Penyebab utama dari runtuhnya bangunan di Alexandria adalah meningkatnya permukaan tanah dan penetrasi air asin ke dalam daratan. Ini menyebabkan struktur bangunan menjadi tidak stabil dan meningkatkan kemungkinan keruntuhan. Air asin dapat merusak tulangan baja pondasi, yang lebih lanjut mengakibatkan ketegangan pada kekuatan bangunan. Heggy memperingatkan bahwa persepsi yang umum bahwa kita hanya perlu khawatir saat permukaan laut naik satu meter, kini perlu diperbarui.

Para peneliti telah melakukan pemetaan bangunan yang runtuh di kota antara tahun 2001 dan 2021, dengan membandingkan citra satelit dan peta kota dari tahun-tahun sebelumnya.
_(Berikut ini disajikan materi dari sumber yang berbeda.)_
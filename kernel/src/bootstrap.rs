//! Boot sequence glue (spec §2's dependency order): arch bring-up, memory
//! management, device manager, VFS, kernel logging, scheduler, syscalls,
//! then fork+exec the initial user program.
//!
//! [`run`] is the one function `arch::x86_64::boot::kernel_main` calls; it
//! never returns -- the tail call into [`crate::sched::run`] hands control
//! to user mode and only traps ever come back into kernel code afterwards.

use bootloader_api::BootInfo;

use crate::{arch, device, drivers, fs, klog, mm, process, sched};

/// Run the full boot sequence and hand off to the scheduler. Never returns.
/// `arch::x86_64::entry::arch_early_init` has already run by the time this is
/// called -- `kernel_main` needs early serial up before it can even print
/// that `boot_info` arrived.
pub fn run(boot_info: &'static BootInfo) -> ! {
    println!("[BOOTSTRAP] Stage 1: architecture bring-up");
    arch::init();
    println!("[BOOTSTRAP] Architecture initialized");

    println!("[BOOTSTRAP] Stage 2: memory management");
    mm::init(boot_info);
    println!("[BOOTSTRAP] Memory management initialized");

    klog::init();
    log::info!("kernel log online");

    println!("[BOOTSTRAP] Stage 3: device manager");
    drivers::register_all();
    device::init_devices();
    log::info!("{} device(s) enumerated", device::device_count());

    println!("[BOOTSTRAP] Stage 4: virtual file system");
    fs::vfs_mount_filesystem(alloc::sync::Arc::new(fs::ramfs::RamFs::new()), "/")
        .expect("failed to mount root ramfs");
    fs::vfs_mount_filesystem(alloc::sync::Arc::new(fs::devfs::DevFs::new()), "/dev")
        .expect("failed to mount /dev");
    log::info!("root ramfs and devfs mounted");

    println!("[BOOTSTRAP] Stage 5: scheduler");
    sched::init(mm::boot_config().pit_interval_ms);
    arch::x86_64::syscall::init_syscall();
    log::info!("scheduler and syscall entry installed");

    println!("[BOOTSTRAP] Stage 6: initial user program");
    let pid = process::creation::process_create("/bin/sysinit", None, alloc::vec::Vec::new(), alloc::vec::Vec::new())
        .expect("0:/bin/sysinit is required and must be a valid ELF64 executable");
    log::info!("sysinit running as pid {}", pid);

    sched::run()
}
Data menunjukkan bahwa Alexandria telah mengalami pergeseran garis pantai hingga puluhan meter ke dalam daratan. Beberapa wilayah bahkan mengalami erosi tanah yang mencolok, mencapai antara 24 hingga 36 meter per tahun.

Perubahan iklim, termasuk mencairnya lapisan es dan ekspansi termal dari air laut yang lebih hangat, dianggap sebagai faktor utama peningkatan permukaan laut. Untuk menghadapi tantangan ini, para peneliti memberikan beberapa rekomendasi, termasuk membangun penghalang di sepanjang pantai, meninggikan bangunan, dan mempertimbangkan relokasi bagi penduduk di wilayah berisiko tinggi.

"Kota-kota bersejarah seperti Alexandria merupakan tempat yang kaya akan pertukaran budaya, inovasi, dan sejarah. Melindungi situs-situs ini bukan hanya tentang menyelamatkan bangunan, tetapi juga tentang melestarikan identitas kita sebagai manusia," tutup Heggy. Penemuan kembali kota kelahiran Cleopatra ini diharapkan tidak hanya akan mendorong penelitian lebih lanjut, tetapi juga meningkatkan kesadaran akan dampak perubahan iklim terhadap situs-situs bersejarah di masa depan.